Figure 4: Inhibition studies of the synthetic sansanmycin analogues against Mtb MurX.

(a) Reactions catalysed by Mtb MurX to generate lipid I and Mtb MurG to generate lipid II. (b) Exemplar TLC assay from Mtb mc² 6230 membranes for the inhibition of Mtb MurX–MurG by dihydrosansanmycin analogue 37 (IC₅₀=41 nM). Positive control=pacidamycin D¹⁹ and tunicamycin. Ala, alanine; Glu, glutamate; mA₂P, meso-diaminopimelic acid.
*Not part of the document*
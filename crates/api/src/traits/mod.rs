//! Traits implemented by nodekey key types

pub mod serialize;

pub use serialize::{Serialize, SerializeSecret};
Product of MurX=decaprenyldiphosphoryl-MurNAc-pentapeptide (lipid I), product of MurG=decaprenyldiphosphoryl-MurNAc-pentapeptide-GlcNAc (lipid II), product of WecA=decaprenyldiphosphoryl-GlcNAc. (c) Inhibition assay of Mtb MurX with dihydrosansanmycin analogue 37 (IC₅₀=16 nM) using dansylated UDP-MurNAc pentapeptide as substrate. K_{m(app) UDP-MurNAc-pentapeptide}=51±4 μM and V_max(app)=69±1.9 μM min⁻¹; K_{m(app) polyisoprenylphosphate}=56±9 μg ml⁻¹ (Supplementary Figs 40 and 41). Positive control tunicamycin: IC₅₀=189 nM (Supplementary Fig. 46).